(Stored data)
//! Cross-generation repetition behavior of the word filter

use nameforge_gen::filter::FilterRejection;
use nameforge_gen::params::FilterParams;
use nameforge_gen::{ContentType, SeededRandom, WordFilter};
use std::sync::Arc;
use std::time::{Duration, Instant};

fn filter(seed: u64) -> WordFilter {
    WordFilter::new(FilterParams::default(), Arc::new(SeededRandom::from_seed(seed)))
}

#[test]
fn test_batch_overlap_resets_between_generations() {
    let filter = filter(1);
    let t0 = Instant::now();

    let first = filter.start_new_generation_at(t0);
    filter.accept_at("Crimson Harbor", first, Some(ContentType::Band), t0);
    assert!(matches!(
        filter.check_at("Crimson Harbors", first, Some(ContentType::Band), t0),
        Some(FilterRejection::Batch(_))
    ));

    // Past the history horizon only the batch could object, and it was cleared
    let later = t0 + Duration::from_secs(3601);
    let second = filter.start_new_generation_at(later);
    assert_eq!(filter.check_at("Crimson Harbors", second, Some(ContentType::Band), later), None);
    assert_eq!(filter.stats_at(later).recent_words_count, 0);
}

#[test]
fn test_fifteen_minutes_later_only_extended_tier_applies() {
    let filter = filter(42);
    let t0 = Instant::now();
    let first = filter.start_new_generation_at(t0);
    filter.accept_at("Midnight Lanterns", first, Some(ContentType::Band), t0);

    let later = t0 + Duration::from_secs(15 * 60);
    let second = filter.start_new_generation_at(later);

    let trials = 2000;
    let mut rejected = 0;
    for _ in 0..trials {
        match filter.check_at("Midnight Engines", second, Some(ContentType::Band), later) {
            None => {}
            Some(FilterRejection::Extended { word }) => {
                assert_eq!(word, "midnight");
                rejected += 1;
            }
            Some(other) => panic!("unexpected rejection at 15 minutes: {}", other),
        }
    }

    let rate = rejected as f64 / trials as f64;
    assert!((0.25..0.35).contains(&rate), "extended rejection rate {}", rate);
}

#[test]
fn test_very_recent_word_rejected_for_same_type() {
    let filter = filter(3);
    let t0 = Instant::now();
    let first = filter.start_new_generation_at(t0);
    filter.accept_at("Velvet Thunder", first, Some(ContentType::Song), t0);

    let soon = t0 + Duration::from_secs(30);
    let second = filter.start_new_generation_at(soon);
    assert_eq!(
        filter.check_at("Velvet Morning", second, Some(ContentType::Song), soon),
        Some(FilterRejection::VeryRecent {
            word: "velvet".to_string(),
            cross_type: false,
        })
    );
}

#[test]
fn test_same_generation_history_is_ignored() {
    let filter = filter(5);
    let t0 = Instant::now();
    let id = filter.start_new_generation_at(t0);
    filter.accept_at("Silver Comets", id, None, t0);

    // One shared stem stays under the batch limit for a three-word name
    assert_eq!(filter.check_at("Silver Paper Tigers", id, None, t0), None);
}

● **WHAT THE EXERCISE ASKS**:
Whatever the entries above contain, reproduce all of them exactly.

● **SOLUTION FOR THIS TASK**:
//! Cross-generation repetition behavior of the word filter

use nameforge_gen::filter::FilterRejection;
use nameforge_gen::params::FilterParams;
use nameforge_gen::{ContentType, SeededRandom, WordFilter};
use std::sync::Arc;
use std::time::{Duration, Instant};

fn filter(seed: u64) -> WordFilter {
    WordFilter::new(FilterParams::default(), Arc::new(SeededRandom::from_seed(seed)))
}

#[test]
fn test_batch_overlap_resets_between_generations() {
    let filter = filter(1);
    let t0 = Instant::now();

    let first = filter.start_new_generation_at(t0);
    filter.accept_at("Crimson Harbor", first, Some(ContentType::Band), t0);
    assert!(matches!(
        filter.check_at("Crimson Harbors", first, Some(ContentType::Band), t0),
        Some(FilterRejection::Batch(_))
    ));

    // Past the history horizon only the batch could object, and it was cleared
    let later = t0 + Duration::from_secs(3601);
    let second = filter.start_new_generation_at(later);
    assert_eq!(filter.check_at("Crimson Harbors", second, Some(ContentType::Band), later), None);
    assert_eq!(filter.stats_at(later).recent_words_count, 0);
}

#[test]
fn test_fifteen_minutes_later_only_extended_tier_applies() {
    let filter = filter(42);
    let t0 = Instant::now();
    let first = filter.start_new_generation_at(t0);
    filter.accept_at("Midnight Lanterns", first, Some(ContentType::Band), t0);

    let later = t0 + Duration::from_secs(15 * 60);
    let second = filter.start_new_generation_at(later);

    let trials = 2000;
    let mut rejected = 0;
    for _ in 0..trials {
        match filter.check_at("Midnight Engines", second, Some(ContentType::Band), later) {
            None => {}
            Some(FilterRejection::Extended { word }) => {
                assert_eq!(word, "midnight");
                rejected += 1;
            }
            Some(other) => panic!("unexpected rejection at 15 minutes: {}", other),
        }
    }

    let rate = rejected as f64 / trials as f64;
    assert!((0.25..0.35).contains(&rate), "extended rejection rate {}", rate);
}

#[test]
fn test_very_recent_word_rejected_for_same_type() {
    let filter = filter(3);
    let t0 = Instant::now();
    let first = filter.start_new_generation_at(t0);
    filter.accept_at("Velvet Thunder", first, Some(ContentType::Song), t0);

    let soon = t0 + Duration::from_secs(30);
    let second = filter.start_new_generation_at(soon);
    assert_eq!(
        filter.check_at("Velvet Morning", second, Some(ContentType::Song), soon),
        Some(FilterRejection::VeryRecent {
            word: "velvet".to_string(),
            cross_type: false,
        })
    );
}

#[test]
fn test_same_generation_history_is_ignored() {
    let filter = filter(5);
    let t0 = Instant::now();
    let id = filter.start_new_generation_at(t0);
    filter.accept_at("Silver Comets", id, None, t0);

    // One shared stem stays under the batch limit for a three-word name
    assert_eq!(filter.check_at("Silver Paper Tigers", id, None, t0), None);
}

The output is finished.